The study results have important implications in the clinical context as they facilitate the identification of cognitive errors and their risk factors among ageing adults. This is especially crucial for providing holistic and integrated care for ageing adults. This implies the relevance of assessing psychiatric and behavioural health factors in primary health care provisions so early identification and interventions can be initiated. Further, considering cognitive errors among ageing adults, identification can facilitate better medical decision-making as it might interfere with their medical choices. In addition, the results promote the development of community programs and interventions to reduce cognitive errors and facilitate active ageing among adults by involving them in physical and social activities and improving their intellectual skills. The intellectual skills can be enhanced through context-specific adult literacy programs. We suggest that policymakers consider elevating intellectual skills and improving awareness of these basic prospects of human functioning. Future studies can focus on understanding these variables’ cause-effects through longitudinal designs and identify the cultural underpinning of cognitive biases and the regional differences in the global and Indian context. In addition, the intervention-based study would help develop and validate context-specific literacy and awareness programs for adults.

Limitations

Though this study has the strength of having a large sample size and is the first to conceptualize factors associated with committing cognitive errors among Indian adults, it has certain limitations. Firstly, the study design is cross-sectional, so the cause-and-effect relationship between the variables cannot be established. The findings only indicate the association between the variables. Secondly, the study has self-reported information regarding SRH and morbidity status. Even though the self-reported variables act as a good measure, they may be prone to biases. Third, this study does not consider cultural and regional differences in terms of cognitive errors.
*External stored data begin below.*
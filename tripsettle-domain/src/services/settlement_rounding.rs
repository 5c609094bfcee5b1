//! Two-decimal rounding used at every stage of the settlement pipeline.
//!
//! Amounts are plain `f64`. Before scaling, `f64::EPSILON` is added to push
//! values such as `1.005` (stored as `1.00499999...`) over the midpoint, and
//! the midpoint itself rounds toward positive infinity, so `0.125 -> 0.13`
//! while `-0.125 -> -0.12`.

/// Nets whose magnitude stays below this are treated as settled.
pub const SETTLED_THRESHOLD: f64 = 0.001;

pub fn round2(value: f64) -> f64 {
    round_half_up((value + f64::EPSILON) * 100.0) / 100.0
}

fn round_half_up(value: f64) -> f64 {
    let floor = value.floor();
    // `value - floor` is exact for every finite f64.
    if value - floor >= 0.5 { floor + 1.0 } else { floor }
}

pub fn is_settled(net: f64) -> bool {
    net.abs() < SETTLED_THRESHOLD
}

#[cfg(test)]
mod tests {
    use super::*;
    use rstest::rstest;

    #[rstest]
    #[case::epsilon_pushes_representation_error(1.005, 1.01)]
    #[case::larger_magnitude_midpoint(10.005, 10.01)]
    #[case::classic_binary_midpoint(2.675, 2.68)]
    #[case::third(100.0 / 3.0, 33.33)]
    #[case::two_thirds(200.0 / 3.0, 66.67)]
    #[case::exact_midpoint(0.125, 0.13)]
    #[case::negative_midpoint_rounds_up(-0.125, -0.12)]
    #[case::negative_third(-100.0 / 3.0, -33.33)]
    #[case::negative_representation_error(-1.005, -1.0)]
    #[case::already_rounded(66.67, 66.67)]
    #[case::zero(0.0, 0.0)]
    fn round2_cases(#[case] value: f64, #[case] expected: f64) {
        assert_eq!(round2(value), expected);
    }

    #[test]
    fn round2_is_stable_on_two_decimal_values() {
        for cents in -10_000_i64..=10_000 {
            let value = cents as f64 / 100.0;
            assert_eq!(round2(value), value, "value {value}");
        }
    }

    #[rstest]
    #[case(0.0, true)]
    #[case(0.0009, true)]
    #[case(-0.0009, true)]
    #[case(0.001, false)]
    #[case(-0.01, false)]
    fn settled_threshold(#[case] net: f64, #[case] expected: bool) {
        assert_eq!(is_settled(net), expected);
    }
}
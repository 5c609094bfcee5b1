use std::fmt;

use arcstr::ArcStr;
use tripsettle_domain::{ExpenseRecord, SettlementReport};

use crate::roster::Roster;

#[derive(Clone, Debug, PartialEq, Eq, Hash)]
pub struct TripId(pub ArcStr);

impl TripId {
    pub fn new(id: impl Into<ArcStr>) -> Self {
        Self(id.into())
    }

    pub fn as_str(&self) -> &str {
        &self.0
    }
}

impl fmt::Display for TripId {
    fn fmt(&self, f: &mut fmt::Formatter<'_>) -> fmt::Result {
        f.write_str(&self.0)
    }
}

impl From<&str> for TripId {
    fn from(value: &str) -> Self {
        Self(ArcStr::from(value))
    }
}

#[derive(Clone, Debug, PartialEq)]
pub struct TripInfo {
    pub id: TripId,
    pub name: ArcStr,
    pub roster: Roster,
}

/// Everything a presenter needs for one trip.
#[derive(Clone, Debug, PartialEq)]
pub struct TripSettlement {
    pub trip: TripInfo,
    pub expenses: Vec<ExpenseRecord>,
    pub report: SettlementReport,
}

impl TripSettlement {
    pub fn has_expenses(&self) -> bool {
        !self.expenses.is_empty()
    }
}
use std::{
    fs, io,
    path::{Path, PathBuf},
};

use arcstr::ArcStr;
use serde::Deserialize;
use thiserror::Error;
use tripsettle_application::{
    ExpenseSource, Roster, SourceError, TripDirectory, TripId, TripInfo,
};
use tripsettle_domain::{ExpenseId, ExpenseRecord, ParticipantId};

#[derive(Debug, Error)]
pub enum StoreError {
    #[error("Failed to read '{}': {source}", .path.display())]
    Io {
        path: PathBuf,
        #[source]
        source: io::Error,
    },
    #[error("Failed to parse trip snapshot: {0}")]
    Json(#[from] serde_json::Error),
}

impl From<StoreError> for SourceError {
    fn from(err: StoreError) -> Self {
        SourceError::Unavailable(Box::new(err))
    }
}

#[derive(Debug, Default, Deserialize)]
struct Snapshot {
    #[serde(default)]
    trips: Vec<TripDocument>,
    #[serde(default)]
    expenses: Vec<ExpenseDocument>,
}

#[derive(Debug, Deserialize)]
#[serde(rename_all = "camelCase")]
struct TripDocument {
    id: ArcStr,
    #[serde(default)]
    trip_name: ArcStr,
    #[serde(default)]
    participants: Vec<ArcStr>,
    #[serde(default)]
    participant_usernames: Vec<Option<ArcStr>>,
}

#[derive(Debug, Deserialize)]
#[serde(rename_all = "camelCase")]
struct ExpenseDocument {
    id: ArcStr,
    trip_id: ArcStr,
    #[serde(default)]
    description: ArcStr,
    amount: f64,
    paid_by: ArcStr,
    #[serde(default)]
    participants: Vec<ArcStr>,
}

impl TripDocument {
    fn to_trip_info(&self) -> TripInfo {
        let names = self
            .participant_usernames
            .iter()
            .map(|name| name.clone().unwrap_or_default());
        TripInfo {
            id: TripId(self.id.clone()),
            name: self.trip_name.clone(),
            roster: Roster::from_parallel(
                self.participants.iter().cloned().map(ParticipantId),
                names,
            ),
        }
    }
}

impl ExpenseDocument {
    fn to_record(&self) -> ExpenseRecord {
        ExpenseRecord {
            id: ExpenseId(self.id.clone()),
            paid_by: ParticipantId(self.paid_by.clone()),
            amount: self.amount,
            participants: self.participants.iter().cloned().map(ParticipantId).collect(),
            description: self.description.clone(),
        }
    }
}

/// Read-only view over a JSON export of the `trips` and `expenses`
/// collections.
#[derive(Debug, Default)]
pub struct JsonTripStore {
    snapshot: Snapshot,
}

impl JsonTripStore {
    pub fn from_path(path: impl AsRef<Path>) -> Result<Self, StoreError> {
        let path = path.as_ref();
        let source = fs::read_to_string(path).map_err(|source| StoreError::Io {
            path: path.to_path_buf(),
            source,
        })?;
        let store = Self::from_json_str(&source)?;
        tracing::debug!(
            path = %path.display(),
            trip_count = store.snapshot.trips.len(),
            expense_count = store.snapshot.expenses.len(),
            "Trip snapshot loaded"
        );
        Ok(store)
    }

    pub fn from_json_str(source: &str) -> Result<Self, StoreError> {
        Ok(Self {
            snapshot: serde_json::from_str(source)?,
        })
    }

    pub fn from_value(value: serde_json::Value) -> Result<Self, StoreError> {
        Ok(Self {
            snapshot: serde_json::from_value(value)?,
        })
    }

    fn find_trip(&self, trip_id: &TripId) -> Option<&TripDocument> {
        self.snapshot
            .trips
            .iter()
            .find(|trip| trip.id.as_str() == trip_id.as_str())
    }
}

impl TripDirectory for JsonTripStore {
    fn trip(&self, trip_id: &TripId) -> Result<TripInfo, SourceError> {
        self.find_trip(trip_id)
            .map(TripDocument::to_trip_info)
            .ok_or_else(|| SourceError::TripNotFound(trip_id.clone()))
    }

    fn trips(&self) -> Result<Vec<TripInfo>, SourceError> {
        Ok(self
            .snapshot
            .trips
            .iter()
            .map(TripDocument::to_trip_info)
            .collect())
    }
}

impl ExpenseSource for JsonTripStore {
    fn expenses(&self, trip_id: &TripId) -> Result<Vec<ExpenseRecord>, SourceError> {
        if self.find_trip(trip_id).is_none() {
            return Err(SourceError::TripNotFound(trip_id.clone()));
        }
        Ok(self
            .snapshot
            .expenses
            .iter()
            .filter(|expense| expense.trip_id.as_str() == trip_id.as_str())
            .map(ExpenseDocument::to_record)
            .collect())
    }
}
use thiserror::Error;
use tripsettle_domain::{ExpenseId, ParticipantId, SettlementError};

use crate::model::TripId;

#[derive(Debug, Error)]
pub enum SourceError {
    #[error("Trip '{0}' was not found")]
    TripNotFound(TripId),
    #[error("Trip data is unavailable: {0}")]
    Unavailable(#[source] Box<dyn std::error::Error + Send + Sync>),
}

#[derive(Clone, Debug, PartialEq, Error)]
pub enum ValidationError {
    #[error("Expense '{expense_id}' has an invalid amount ({amount})")]
    InvalidAmount { expense_id: ExpenseId, amount: f64 },
    #[error("Expense '{expense_id}' is not split between anyone")]
    NoParticipants { expense_id: ExpenseId },
    #[error("Expense '{expense_id}' lists '{participant}' more than once")]
    DuplicateParticipant {
        expense_id: ExpenseId,
        participant: ParticipantId,
    },
    #[error("Expense '{expense_id}' references '{participant}', who is not on the trip")]
    UnknownParticipant {
        expense_id: ExpenseId,
        participant: ParticipantId,
    },
}

#[derive(Debug, Error)]
pub enum ApplicationError {
    #[error(transparent)]
    Source(#[from] SourceError),
    #[error(transparent)]
    Validation(#[from] ValidationError),
    #[error(transparent)]
    Settlement(#[from] SettlementError),
}
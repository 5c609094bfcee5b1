use std::{borrow::Cow, fmt::Write};

const COLUMN_SEPARATOR: &str = " | ";
const RULE_SEPARATOR: &str = "-+-";

#[derive(Default)]
pub struct TextTableBuilder<'a, Seq> {
    headers: &'a [Cow<'a, str>],
    rows: Vec<Seq>,
    alignments: Cow<'a, [Alignment]>,
}

#[derive(Clone, Copy, Debug, Default, PartialEq, Eq)]
pub enum Alignment {
    #[default]
    Left,
    Center,
    Right,
}

impl<'a, Seq> TextTableBuilder<'a, Seq>
where
    Seq: AsRef<[Cow<'a, str>]> + Default,
{
    pub fn new() -> Self {
        Self::default()
    }

    pub fn alignments(mut self, alignments: &'a [Alignment]) -> Self {
        self.alignments = Cow::Borrowed(alignments);
        self
    }

    pub fn headers(mut self, headers: &'a [Cow<'a, str>]) -> Self {
        self.headers = headers;
        if self.alignments.is_empty() {
            self.alignments = Cow::Owned(vec![Alignment::default(); self.headers.len()]);
        }
        self
    }

    pub fn row(mut self, row: Seq) -> Self {
        self.rows.push(row);
        self
    }

    pub fn rows(mut self, rows: impl IntoIterator<Item = Seq>) -> Self {
        self.rows.extend(rows);
        self
    }

    /// Monospace table: header line, rule, then one line per row.
    /// Cells past the header count are dropped.
    pub fn build(self) -> String {
        let col_count = self.headers.len();
        if col_count == 0 {
            return String::new();
        }

        let mut col_widths: Vec<usize> = self.headers.iter().map(|h| text_width(h)).collect();
        for row in &self.rows {
            for (i, cell) in row.as_ref().iter().take(col_count).enumerate() {
                col_widths[i] = col_widths[i].max(text_width(cell));
            }
        }

        let mut out = String::with_capacity(256);
        self.write_line(&mut out, self.headers, &col_widths);

        let rule: Vec<String> = col_widths.iter().map(|&width| "-".repeat(width)).collect();
        out.push_str(&rule.join(RULE_SEPARATOR));
        out.push('\n');

        for row in &self.rows {
            self.write_line(&mut out, row.as_ref(), &col_widths);
        }

        out
    }

    fn write_line(&self, out: &mut String, cells: &[Cow<'a, str>], col_widths: &[usize]) {
        let mut line = String::new();
        for (i, &width) in col_widths.iter().enumerate() {
            if i > 0 {
                line.push_str(COLUMN_SEPARATOR);
            }
            let cell: &str = cells.get(i).map_or("", |cell| &**cell);
            let alignment = self.alignments.get(i).copied().unwrap_or_default();
            pad_cell(&mut line, cell, width, alignment);
        }
        let _ = writeln!(out, "{}", line.trim_end());
    }
}

fn text_width(text: &str) -> usize {
    text.chars().count()
}

fn pad_cell(line: &mut String, cell: &str, width: usize, alignment: Alignment) {
    let padding = width.saturating_sub(text_width(cell));
    let (left, right) = match alignment {
        Alignment::Left => (0, padding),
        Alignment::Center => (padding / 2, padding - padding / 2),
        Alignment::Right => (padding, 0),
    };
    line.extend(std::iter::repeat_n(' ', left));
    line.push_str(cell);
    line.extend(std::iter::repeat_n(' ', right));
}

#[cfg(test)]
mod tests {
    use super::*;
    use rstest::rstest;

    fn headers() -> [Cow<'static, str>; 2] {
        [Cow::Borrowed("Name"), Cow::Borrowed("Amount")]
    }

    #[test]
    fn pads_columns_to_widest_cell() {
        let headers = headers();
        let table = TextTableBuilder::new()
            .alignments(&[Alignment::Left, Alignment::Right])
            .headers(&headers)
            .row([Cow::Borrowed("Alice"), Cow::Borrowed("1,000.00")])
            .row([Cow::Borrowed("Bo"), Cow::Borrowed("5.00")])
            .build();

        assert_eq!(
            table,
            "Name  |   Amount\n\
             ------+---------\n\
             Alice | 1,000.00\n\
             Bo    |     5.00\n"
        );
    }

    #[test]
    fn counts_characters_not_bytes() {
        let headers = headers();
        let table = TextTableBuilder::new()
            .headers(&headers)
            .row([Cow::Borrowed("₹₹"), Cow::Borrowed("x")])
            .build();

        let lines: Vec<&str> = table.lines().collect();
        assert_eq!(lines[2], "₹₹   | x");
    }

    #[rstest]
    #[case::left(Alignment::Left, "ab     |")]
    #[case::center(Alignment::Center, "  ab   |")]
    #[case::right(Alignment::Right, "    ab |")]
    fn aligns_cells(#[case] alignment: Alignment, #[case] expected_prefix: &str) {
        let headers = [Cow::Borrowed("Column"), Cow::Borrowed("x")];
        let alignments = [alignment, Alignment::Left];
        let table = TextTableBuilder::new()
            .alignments(&alignments)
            .headers(&headers)
            .row([Cow::Borrowed("ab"), Cow::Borrowed("")])
            .build();

        let row = table.lines().nth(2).unwrap_or_default();
        assert!(row.starts_with(expected_prefix), "row was {row:?}");
    }

    #[test]
    fn no_headers_builds_nothing() {
        let table = TextTableBuilder::new()
            .row(vec![Cow::Borrowed("orphan")])
            .build();

        assert!(table.is_empty());
    }

    #[test]
    fn short_rows_are_padded_and_extra_cells_dropped() {
        let headers = headers();
        let table = TextTableBuilder::new()
            .headers(&headers)
            .rows([
                vec![Cow::Borrowed("A")],
                vec![Cow::Borrowed("B"), Cow::Borrowed("2"), Cow::Borrowed("spare")],
            ])
            .build();

        let lines: Vec<&str> = table.lines().collect();
        assert_eq!(lines[2], "A    |");
        assert_eq!(lines[3], "B    | 2");
        assert!(!table.contains("spare"));
    }
}
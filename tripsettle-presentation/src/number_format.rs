use rust_decimal::{Decimal, RoundingStrategy, prelude::FromPrimitive};

const DEFAULT_SYMBOL: &str = "₹";

#[derive(Clone, Copy, Debug, Default, PartialEq, Eq)]
pub enum DigitGrouping {
    /// `12,34,567.89`: the last three digits, then pairs.
    #[default]
    Indian,
    /// `1,234,567.89`
    Western,
}

/// Renders money with two fixed decimals behind a currency symbol.
#[derive(Clone, Debug, PartialEq, Eq)]
pub struct AmountFormatter {
    symbol: String,
    grouping: DigitGrouping,
}

impl Default for AmountFormatter {
    fn default() -> Self {
        Self::new(DEFAULT_SYMBOL, DigitGrouping::default())
    }
}

impl AmountFormatter {
    pub fn new(symbol: impl Into<String>, grouping: DigitGrouping) -> Self {
        Self {
            symbol: symbol.into(),
            grouping,
        }
    }

    pub fn symbol(&self) -> &str {
        &self.symbol
    }

    pub fn amount(&self, value: f64) -> String {
        format!("{}{}", self.symbol, self.number(value))
    }

    /// Grouped number without the symbol. Non-finite input renders as `0.00`.
    pub fn number(&self, value: f64) -> String {
        let Some(decimal) = Decimal::from_f64(value) else {
            return "0.00".to_owned();
        };
        let mut rounded = decimal.round_dp_with_strategy(2, RoundingStrategy::MidpointAwayFromZero);
        rounded.rescale(2);

        let negative = rounded.is_sign_negative() && !rounded.is_zero();
        let digits = rounded.abs().to_string();
        let (integer, fraction) = digits.split_once('.').unwrap_or((digits.as_str(), "00"));

        let mut out = String::with_capacity(digits.len() + digits.len() / 2 + 1);
        if negative {
            out.push('-');
        }
        out.push_str(&group_digits(integer, self.grouping));
        out.push('.');
        out.push_str(fraction);
        out
    }
}

fn group_digits(integer: &str, grouping: DigitGrouping) -> String {
    if integer.len() <= 3 {
        return integer.to_owned();
    }

    let (head, tail) = integer.split_at(integer.len() - 3);
    let group = match grouping {
        DigitGrouping::Indian => 2,
        DigitGrouping::Western => 3,
    };

    let mut groups: Vec<&str> = Vec::with_capacity(head.len() / group + 2);
    let mut end = head.len();
    while end > 0 {
        let start = end.saturating_sub(group);
        groups.push(&head[start..end]);
        end = start;
    }
    groups.reverse();
    groups.push(tail);
    groups.join(",")
}

#[cfg(test)]
mod tests {
    use super::*;
    use rstest::rstest;

    #[rstest]
    #[case::zero(0.0, "0.00")]
    #[case::small(7.5, "7.50")]
    #[case::thousand(1000.0, "1,000.00")]
    #[case::lakh(123456.78, "1,23,456.78")]
    #[case::crore(12345678.9, "1,23,45,678.90")]
    #[case::negative(-46.66, "-46.66")]
    #[case::negative_grouped(-2500.0, "-2,500.00")]
    #[case::midpoint(0.125, "0.13")]
    #[case::negative_midpoint(-0.125, "-0.13")]
    #[case::rounds_to_zero(-0.001, "0.00")]
    fn indian_grouping(#[case] value: f64, #[case] expected: &str) {
        let formatter = AmountFormatter::default();

        assert_eq!(formatter.number(value), expected);
    }

    #[rstest]
    #[case::lakh(123456.78, "123,456.78")]
    #[case::million(1234567.0, "1,234,567.00")]
    #[case::below_thousand(999.99, "999.99")]
    fn western_grouping(#[case] value: f64, #[case] expected: &str) {
        let formatter = AmountFormatter::new("$", DigitGrouping::Western);

        assert_eq!(formatter.number(value), expected);
    }

    #[rstest]
    #[case::nan(f64::NAN)]
    #[case::infinity(f64::INFINITY)]
    #[case::negative_infinity(f64::NEG_INFINITY)]
    fn non_finite_renders_as_zero(#[case] value: f64) {
        assert_eq!(AmountFormatter::default().amount(value), "₹0.00");
    }

    #[test]
    fn symbol_precedes_sign() {
        assert_eq!(AmountFormatter::default().amount(-10.59), "₹-10.59");
        assert_eq!(
            AmountFormatter::new("€", DigitGrouping::Western).amount(1500.0),
            "€1,500.00"
        );
    }
}
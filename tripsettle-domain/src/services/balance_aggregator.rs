use crate::model::{ExpenseRecord, ParticipantId, RawBalances};

/// How an expense with an empty participant list is shared.
#[derive(Clone, Copy, Debug, Default, PartialEq, Eq)]
pub enum EmptyParticipantsPolicy {
    /// Nobody takes a share; only the payer's `paid` moves.
    #[default]
    SplitAmongNone,
    /// The payer takes the whole amount as their own share.
    PayerOnly,
}

/// Folds expenses into per-participant paid/share accumulators.
#[derive(Clone, Copy, Debug, Default)]
pub struct BalanceAggregator {
    empty_participants: EmptyParticipantsPolicy,
}

impl BalanceAggregator {
    pub fn new(empty_participants: EmptyParticipantsPolicy) -> Self {
        Self { empty_participants }
    }

    /// Accumulates raw (unrounded) paid and share totals.
    ///
    /// Entries appear in order of first mention, as payer or as participant.
    pub fn aggregate(&self, expenses: &[ExpenseRecord]) -> RawBalances {
        let mut balances = RawBalances::default();

        for expense in expenses {
            balances.entry(expense.paid_by.clone()).or_default().paid += expense.amount;

            let payer_only;
            let participants: &[ParticipantId] = if expense.participants.is_empty()
                && self.empty_participants == EmptyParticipantsPolicy::PayerOnly
            {
                payer_only = [expense.paid_by.clone()];
                &payer_only
            } else {
                &expense.participants
            };

            let divisor = participants.len().max(1) as f64;
            let per_share = expense.amount / divisor;
            for participant in participants {
                balances.entry(participant.clone()).or_default().share += per_share;
            }
        }

        balances
    }
}
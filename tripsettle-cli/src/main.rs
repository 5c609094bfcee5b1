#![warn(clippy::uninlined_format_args)]

mod bootstrap;
mod config;

use std::{env, process};

fn main() {
    bootstrap::init_logging();

    match bootstrap::run(env::args().skip(1)) {
        Ok(output) => println!("{}", output.trim_end()),
        Err(err) => {
            eprintln!("Error: {err}");
            process::exit(1);
        }
    }
}
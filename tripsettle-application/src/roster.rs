use arcstr::ArcStr;
use fxhash::FxBuildHasher;
use indexmap::IndexMap;
use tripsettle_domain::{DisplayNames, ParticipantId};

/// A trip's participants and their display names, in trip order.
#[derive(Clone, Debug, Default, PartialEq)]
pub struct Roster {
    names: IndexMap<ParticipantId, ArcStr, FxBuildHasher>,
}

impl Roster {
    pub fn new() -> Self {
        Self::default()
    }

    /// Builds the roster from the store's parallel id/name arrays.
    ///
    /// Position `i` of `names` belongs to position `i` of `ids`. Missing or
    /// blank names fall back to the id; surplus names are ignored. A repeated
    /// id keeps its first name.
    pub fn from_parallel<I, N>(ids: I, names: N) -> Self
    where
        I: IntoIterator<Item = ParticipantId>,
        N: IntoIterator<Item = ArcStr>,
    {
        let mut names = names.into_iter();
        let mut roster = Self::new();
        for id in ids {
            let name = names
                .next()
                .filter(|name| !name.trim().is_empty())
                .unwrap_or_else(|| id.as_arcstr().clone());
            roster.insert(id, name);
        }
        roster
    }

    pub fn insert(&mut self, id: ParticipantId, name: ArcStr) {
        self.names.entry(id).or_insert(name);
    }

    pub fn contains(&self, id: &ParticipantId) -> bool {
        self.names.contains_key(id)
    }

    pub fn participants(&self) -> impl Iterator<Item = &ParticipantId> + '_ {
        self.names.keys()
    }

    pub fn names(&self) -> impl Iterator<Item = &str> + '_ {
        self.names.values().map(ArcStr::as_str)
    }

    pub fn len(&self) -> usize {
        self.names.len()
    }

    pub fn is_empty(&self) -> bool {
        self.names.is_empty()
    }
}

impl DisplayNames for Roster {
    fn display_name(&self, id: &ParticipantId) -> Option<&str> {
        self.names.get(id).map(ArcStr::as_str)
    }
}

impl FromIterator<(ParticipantId, ArcStr)> for Roster {
    fn from_iter<T: IntoIterator<Item = (ParticipantId, ArcStr)>>(iter: T) -> Self {
        let mut roster = Self::new();
        for (id, name) in iter {
            roster.insert(id, name);
        }
        roster
    }
}
use fxhash::FxHashSet;
use tripsettle_domain::{ExpenseRecord, ParticipantId};

use crate::{error::ValidationError, roster::Roster};

#[derive(Clone, Copy, Debug, Default, PartialEq, Eq)]
pub enum ValidationMode {
    /// Log violations and hand the records to the engine unchanged.
    #[default]
    Lenient,
    /// Reject the trip on the first violation.
    Strict,
}

/// Boundary checks applied to stored expenses before settlement.
#[derive(Clone, Copy, Debug, Default)]
pub struct ExpenseValidator {
    mode: ValidationMode,
}

impl ExpenseValidator {
    pub fn new(mode: ValidationMode) -> Self {
        Self { mode }
    }

    pub fn validate(&self, expenses: &[ExpenseRecord], roster: &Roster) -> Result<(), ValidationError> {
        for expense in expenses {
            for violation in Self::violations(expense, roster) {
                match self.mode {
                    ValidationMode::Strict => return Err(violation),
                    ValidationMode::Lenient => {
                        tracing::warn!(
                            expense_id = %expense.id,
                            violation = %violation,
                            "Expense failed validation; settling it as stored"
                        );
                    }
                }
            }
        }
        Ok(())
    }

    /// Every rule the expense breaks, in check order.
    pub fn violations(expense: &ExpenseRecord, roster: &Roster) -> Vec<ValidationError> {
        let mut violations = Vec::new();

        if !expense.amount.is_finite() || expense.amount < 0.0 {
            violations.push(ValidationError::InvalidAmount {
                expense_id: expense.id.clone(),
                amount: expense.amount,
            });
        }

        if expense.participants.is_empty() {
            violations.push(ValidationError::NoParticipants {
                expense_id: expense.id.clone(),
            });
        }

        let mut seen: FxHashSet<&ParticipantId> = FxHashSet::default();
        for participant in &expense.participants {
            if !seen.insert(participant) {
                violations.push(ValidationError::DuplicateParticipant {
                    expense_id: expense.id.clone(),
                    participant: participant.clone(),
                });
            }
        }

        // An empty roster means the trip does not list members; nothing to check against.
        if !roster.is_empty() {
            let mut unknown: FxHashSet<&ParticipantId> = FxHashSet::default();
            for participant in std::iter::once(&expense.paid_by).chain(&expense.participants) {
                if !roster.contains(participant) && unknown.insert(participant) {
                    violations.push(ValidationError::UnknownParticipant {
                        expense_id: expense.id.clone(),
                        participant: participant.clone(),
                    });
                }
            }
        }

        violations
    }
}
Future studies may use intervention-based approaches and longitudinal data.

Conclusion

The study is one of its kind and ponders the predictive factors of cognitive errors among Indian adults. Even though cognitive errors are part of everyday life, they add to the burden of ageing and are surprisingly even associated with negative psychological outcomes. This brings to the essentiality of the understanding of the determining factors of cognitive error. The study results evidenced that depression, life satisfaction, cognitive impairment, and neurological conditions, along with sociodemographic and health-related covariates, were associated with cognitive errors. It was noted that educational attainment, involvement in physical and social activities, and good quality sleep acted as reserves to inhibit and reduce cognitive errors among adults. The study results highlighted the need to enhance life satisfaction and involve adults in intellectual and physical activities, as these might delay and reduce cognitive impairment and cognitive errors. Future studies may focus on the causal relationship between these variables and developing intervention programs involving these predictive factors of cognitive errors.